(What the task asks)
If a line contains "let window = config.moving_average_window.max(1);", it is the last one to write out; begin with the first line of the records and copy each exactly.

═══ Materials provided ═══

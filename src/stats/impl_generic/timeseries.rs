//! Generic time series implementations.
//!
//! - **Trend** (`trend_impl`): least-squares line of the series over its
//!   index positions 0, 1, ..., n-1, plus a centred moving average of the
//!   configured window.
//!
//! - **Seasonality** (`seasonality_impl`): positions are folded modulo the
//!   period p and averaged per season. The strength is the RMS deviation of
//!   the seasonal means from the grand mean, relative to the grand mean:
//!
//!   ```text
//!   strength = √(Σₛ(x̄ₛ - x̄)² / p) / |x̄|
//!   ```
//!
//!   At least two full periods are required; shorter series report
//!   [`Seasonality::InsufficientData`] instead of failing. A series with a
//!   zero grand mean reports [`Seasonality::Undefined`] so the trend still
//!   comes back.

use super::correlation::pearson_coefficient;
use super::regression::least_squares_line;
use crate::stats::config::StatsConfig;
use crate::stats::error::{StatsError, StatsResult};
use crate::stats::helpers::{ensure_min_len, ensure_same_len};
use crate::stats::interpretation::{SeasonalityStrength, TrendDirection};
use crate::stats::math;
use crate::stats::traits::{Seasonality, TimeSeriesResult, Trend};

/// Generic implementation of trend estimation.
pub fn trend_impl(config: &StatsConfig, series: &[f64]) -> StatsResult<Trend> {
    ensure_min_len(series, 2, "trend")?;
    tracing::debug!(n = series.len(), window = config.moving_average_window, "trend");

    let index: Vec<f64> = (0..series.len()).map(|i| i as f64).collect();
    let (slope, intercept) = least_squares_line(&index, series, "trend")?;

    let window = config.moving_average_window.max(1);
    let moving_average = series
        .windows(window)
        .map(|w| w.iter().sum::<f64>() / window as f64)
        .collect();

    Ok(Trend {
        slope,
        intercept,
        moving_average,
        direction: TrendDirection::from_slope(slope),
    })
}

/// Generic implementation of seasonality estimation.
pub fn seasonality_impl(config: &StatsConfig, series: &[f64]) -> StatsResult<Seasonality> {
    let period = config.seasonal_period;
    let required = period * 2;
    if series.len() < required {
        return Ok(Seasonality::InsufficientData {
            required,
            got: series.len(),
        });
    }
    tracing::debug!(n = series.len(), period, "seasonality");

    let mut sums = vec![0.0; period];
    let mut counts = vec![0usize; period];
    for (i, v) in series.iter().enumerate() {
        sums[i % period] += v;
        counts[i % period] += 1;
    }
    let seasonal_means: Vec<f64> = sums
        .iter()
        .zip(&counts)
        .map(|(s, &c)| s / c as f64)
        .collect();

    let grand_mean = math::mean(series)?;
    if grand_mean == 0.0 {
        tracing::warn!(period, "seasonality undefined for a zero-mean series");
        return Ok(Seasonality::Undefined {
            period,
            reason: "series has zero mean, so relative strength is undefined".to_string(),
        });
    }
    let spread: f64 = seasonal_means
        .iter()
        .map(|m| (m - grand_mean).powi(2))
        .sum::<f64>()
        / period as f64;
    let strength = spread.sqrt() / grand_mean.abs();

    Ok(Seasonality::Estimated {
        period,
        strength,
        seasonal: strength > 0.1,
        seasonal_means,
        interpretation: SeasonalityStrength::from_strength(strength),
    })
}

/// Generic implementation of the combined time series analysis.
pub fn analyze_time_series_impl(
    config: &StatsConfig,
    x: &[f64],
    y: &[f64],
) -> StatsResult<TimeSeriesResult> {
    ensure_same_len(x, y, "time series")?;
    tracing::debug!(n = x.len(), "analyze_time_series");

    let trend = trend_impl(config, x)?;
    let seasonality = seasonality_impl(config, y)?;
    let correlation = match pearson_coefficient(x, y, "time series") {
        Ok(r) => Some(r),
        Err(StatsError::DegenerateInput { .. }) => None,
        Err(e) => return Err(e),
    };

    Ok(TimeSeriesResult {
        trend,
        seasonality,
        correlation,
    })
}
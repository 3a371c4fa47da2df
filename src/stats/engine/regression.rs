//! Engine implementation of regression algorithms.

use super::StatsEngine;
use crate::stats::error::StatsResult;
use crate::stats::impl_generic::{multiple_linear_impl, simple_linear_impl};
use crate::stats::traits::{
    MultipleRegressionResult, RegressionAlgorithms, SimpleRegressionResult,
};

impl RegressionAlgorithms for StatsEngine {
    fn simple_linear(&self, x: &[f64], y: &[f64]) -> StatsResult<SimpleRegressionResult> {
        simple_linear_impl(self.config(), x, y)
    }

    fn multiple_linear(
        &self,
        x: &[Vec<f64>],
        y: &[f64],
    ) -> StatsResult<MultipleRegressionResult> {
        multiple_linear_impl(self.config(), x, y)
    }
}
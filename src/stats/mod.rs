//! Descriptive statistics, correlation, regression, hypothesis tests and
//! time series summaries over numeric samples.
//!
//! # Algorithm traits
//!
//! Statistics algorithms are organized into focused traits:
//! - [`DescriptiveStatisticsAlgorithms`] - Summaries, frequency tables, outliers, normality
//! - [`CorrelationAlgorithms`] - Pearson, Spearman and correlation matrices
//! - [`RegressionAlgorithms`] - Simple and multiple least-squares regression
//! - [`HypothesisTestingAlgorithms`] - t-tests, one-way ANOVA, chi-square
//! - [`NonParametricAlgorithms`] - Mann-Whitney U and Wilcoxon signed-rank
//! - [`TimeSeriesAlgorithms`] - Trend, moving average and seasonality
//!
//! [`StatsEngine`] implements all of them against a [`StatsConfig`]:
//!
//! ```
//! use statr::stats::{DescriptiveStatisticsAlgorithms, StatsEngine};
//!
//! let engine = StatsEngine::default();
//! let stats = engine.describe(&[1.0, 2.0, 3.0, 4.0, 5.0]).unwrap();
//! assert_eq!(stats.median, 3.0);
//! ```
//!
//! # Distributions
//!
//! The continuous distributions used to compute p-values are public too:
//!
//! ```
//! use statr::stats::{ContinuousDistribution, Normal};
//!
//! let n = Normal::standard();
//! assert!((n.cdf(0.0) - 0.5).abs() < 1e-12);
//! ```

// Engine implementation
mod engine;

// Shared generic implementations
mod helpers;
mod impl_generic;

// Traits and types
mod traits;

// Core modules
pub mod config;
mod continuous;
mod distribution;
mod error;
pub mod interpretation;
pub mod math;

// Public API: Engine and configuration
pub use config::StatsConfig;
pub use engine::StatsEngine;
pub use error::{StatsError, StatsResult};

// Public API: Trait exports
pub use traits::{
    CorrelationAlgorithms, DescriptiveStatisticsAlgorithms, HypothesisTestingAlgorithms,
    NonParametricAlgorithms, RegressionAlgorithms, TimeSeriesAlgorithms,
};

// Public API: Result records
pub use traits::{
    AnovaResult, ChiSquareResult, ConfidenceInterval, CorrelationMethod, CorrelationResult,
    DescriptiveStats, DispersionSummary, DistributionSummary, FrequencyBin, Frequencies,
    MannWhitneyResult, MultipleRegressionResult, NormalityAssessment, OutlierReport, Seasonality,
    SimpleRegressionResult, TTestKind, TTestResult, TimeSeriesResult, Trend, WilcoxonResult,
};

// Public API: Qualitative labels
pub use interpretation::{
    CorrelationStrength, EffectSize, KurtosisShape, Normality, SeasonalityStrength,
    SkewnessShape, TrendDirection, Variability,
};

// Public API: Input coercion
pub use helpers::{json_to_numeric, parse_numeric, require_numeric, to_numeric};
pub use impl_generic::with_intercept;

// Public API: Distributions
pub use continuous::special;
pub use continuous::{
    ChiSquared, FDistribution, Gamma, Normal, StudentT, chi_squared_cdf, f_cdf, normal_cdf, t_cdf,
};
pub use distribution::{ContinuousDistribution, Distribution};
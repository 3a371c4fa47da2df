//! Generic non-parametric test implementations.
//!
//! Both tests rank with mid-ranks (see [`math::rank`]) and use the
//! large-sample normal approximation without continuity correction, so
//! p-values for very small samples are approximate.
//!
//! - **Mann-Whitney U** (`mann_whitney_impl`): rank the pooled sample, then
//!
//!   ```text
//!   U₁ = R₁ - n₁(n₁+1)/2,  U₂ = n₁n₂ - U₁,  U = min(U₁, U₂)
//!   z  = (U - n₁n₂/2) / √(n₁n₂(n₁+n₂+1)/12)
//!   r  = |z| / √(n₁+n₂)
//!   ```
//!
//! - **Wilcoxon signed-rank** (`wilcoxon_signed_rank_impl`): drop zero
//!   differences `after - before`, rank |d| over the remaining n pairs, then
//!
//!   ```text
//!   W = min(W⁺, W⁻)
//!   z = (W - n(n+1)/4) / √(n(n+1)(2n+1)/24)
//!   r = |z| / √n
//!   ```

use crate::stats::config::StatsConfig;
use crate::stats::continuous::z_two_tailed;
use crate::stats::error::{StatsError, StatsResult};
use crate::stats::helpers::{ensure_non_empty, ensure_same_len};
use crate::stats::interpretation::EffectSize;
use crate::stats::math;
use crate::stats::traits::{MannWhitneyResult, WilcoxonResult};

/// Generic implementation of the Mann-Whitney U test.
pub fn mann_whitney_impl(
    config: &StatsConfig,
    a: &[f64],
    b: &[f64],
) -> StatsResult<MannWhitneyResult> {
    ensure_non_empty(a, "Mann-Whitney group 1")?;
    ensure_non_empty(b, "Mann-Whitney group 2")?;
    tracing::debug!(n1 = a.len(), n2 = b.len(), "mann_whitney");

    let pooled: Vec<f64> = a.iter().chain(b).copied().collect();
    let ranks = math::rank(&pooled);
    let (ranks1, ranks2) = ranks.split_at(a.len());
    let rank_sum1: f64 = ranks1.iter().sum();
    let rank_sum2: f64 = ranks2.iter().sum();

    let (n1, n2) = (a.len() as f64, b.len() as f64);
    let u1 = rank_sum1 - n1 * (n1 + 1.0) / 2.0;
    let u2 = n1 * n2 - u1;
    let u = u1.min(u2);

    let mean_u = n1 * n2 / 2.0;
    let sd_u = (n1 * n2 * (n1 + n2 + 1.0) / 12.0).sqrt();
    let z = (u - mean_u) / sd_u;
    let p_value = z_two_tailed(z);
    let effect_size_r = z.abs() / (n1 + n2).sqrt();

    Ok(MannWhitneyResult {
        u_statistic: u,
        u1,
        u2,
        z_score: z,
        p_value,
        significant: config.is_significant(p_value),
        effect_size_r,
        effect_size: EffectSize::from_r(effect_size_r),
        rank_sum1,
        rank_sum2,
        mean_rank1: rank_sum1 / n1,
        mean_rank2: rank_sum2 / n2,
        n1: a.len(),
        n2: b.len(),
    })
}

/// Generic implementation of the Wilcoxon signed-rank test.
pub fn wilcoxon_signed_rank_impl(
    config: &StatsConfig,
    before: &[f64],
    after: &[f64],
) -> StatsResult<WilcoxonResult> {
    ensure_same_len(before, after, "Wilcoxon signed-rank")?;
    ensure_non_empty(before, "Wilcoxon signed-rank")?;

    let differences: Vec<f64> = before
        .iter()
        .zip(after)
        .map(|(b, a)| a - b)
        .filter(|d| *d != 0.0)
        .collect();
    let zero_differences = before.len() - differences.len();
    if differences.is_empty() {
        return Err(StatsError::insufficient(
            1,
            0,
            "Wilcoxon signed-rank (non-zero differences)",
        ));
    }
    tracing::debug!(n = differences.len(), zero_differences, "wilcoxon_signed_rank");

    let magnitudes: Vec<f64> = differences.iter().map(|d| d.abs()).collect();
    let ranks = math::rank(&magnitudes);
    let (mut positive_rank_sum, mut negative_rank_sum) = (0.0, 0.0);
    for (d, r) in differences.iter().zip(&ranks) {
        if *d > 0.0 {
            positive_rank_sum += r;
        } else {
            negative_rank_sum += r;
        }
    }

    let n = differences.len() as f64;
    let w = positive_rank_sum.min(negative_rank_sum);
    let mean_w = n * (n + 1.0) / 4.0;
    let sd_w = (n * (n + 1.0) * (2.0 * n + 1.0) / 24.0).sqrt();
    let z = (w - mean_w) / sd_w;
    let p_value = z_two_tailed(z);
    let effect_size_r = z.abs() / n.sqrt();

    Ok(WilcoxonResult {
        w_statistic: w,
        positive_rank_sum,
        negative_rank_sum,
        z_score: z,
        p_value,
        significant: config.is_significant(p_value),
        effect_size_r,
        effect_size: EffectSize::from_r(effect_size_r),
        n: differences.len(),
        zero_differences,
    })
}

═══

(Output of the exercise)
filename src/stats/impl_generic/timeseries.rs
//! Generic time series implementations.
//!
//! - **Trend** (`trend_impl`): least-squares line of the series over its
//!   index positions 0, 1, ..., n-1, plus a centred moving average of the
//!   configured window.
//!
//! - **Seasonality** (`seasonality_impl`): positions are folded modulo the
//!   period p and averaged per season. The strength is the RMS deviation of
//!   the seasonal means from the grand mean, relative to the grand mean:
//!
//!   ```text
//!   strength = √(Σₛ(x̄ₛ - x̄)² / p) / |x̄|
//!   ```
//!
//!   At least two full periods are required; shorter series report
//!   [`Seasonality::InsufficientData`] instead of failing. A series with a
//!   zero grand mean reports [`Seasonality::Undefined`] so the trend still
//!   comes back.

use super::correlation::pearson_coefficient;
use super::regression::least_squares_line;
use crate::stats::config::StatsConfig;
use crate::stats::error::{StatsError, StatsResult};
use crate::stats::helpers::{ensure_min_len, ensure_same_len};
use crate::stats::interpretation::{SeasonalityStrength, TrendDirection};
use crate::stats::math;
use crate::stats::traits::{Seasonality, TimeSeriesResult, Trend};

/// Generic implementation of trend estimation.
pub fn trend_impl(config: &StatsConfig, series: &[f64]) -> StatsResult<Trend> {
    ensure_min_len(series, 2, "trend")?;
    tracing::debug!(n = series.len(), window = config.moving_average_window, "trend");

    let index: Vec<f64> = (0..series.len()).map(|i| i as f64).collect();
    let (slope, intercept) = least_squares_line(&index, series, "trend")?;

    let window = config.moving_average_window.max(1);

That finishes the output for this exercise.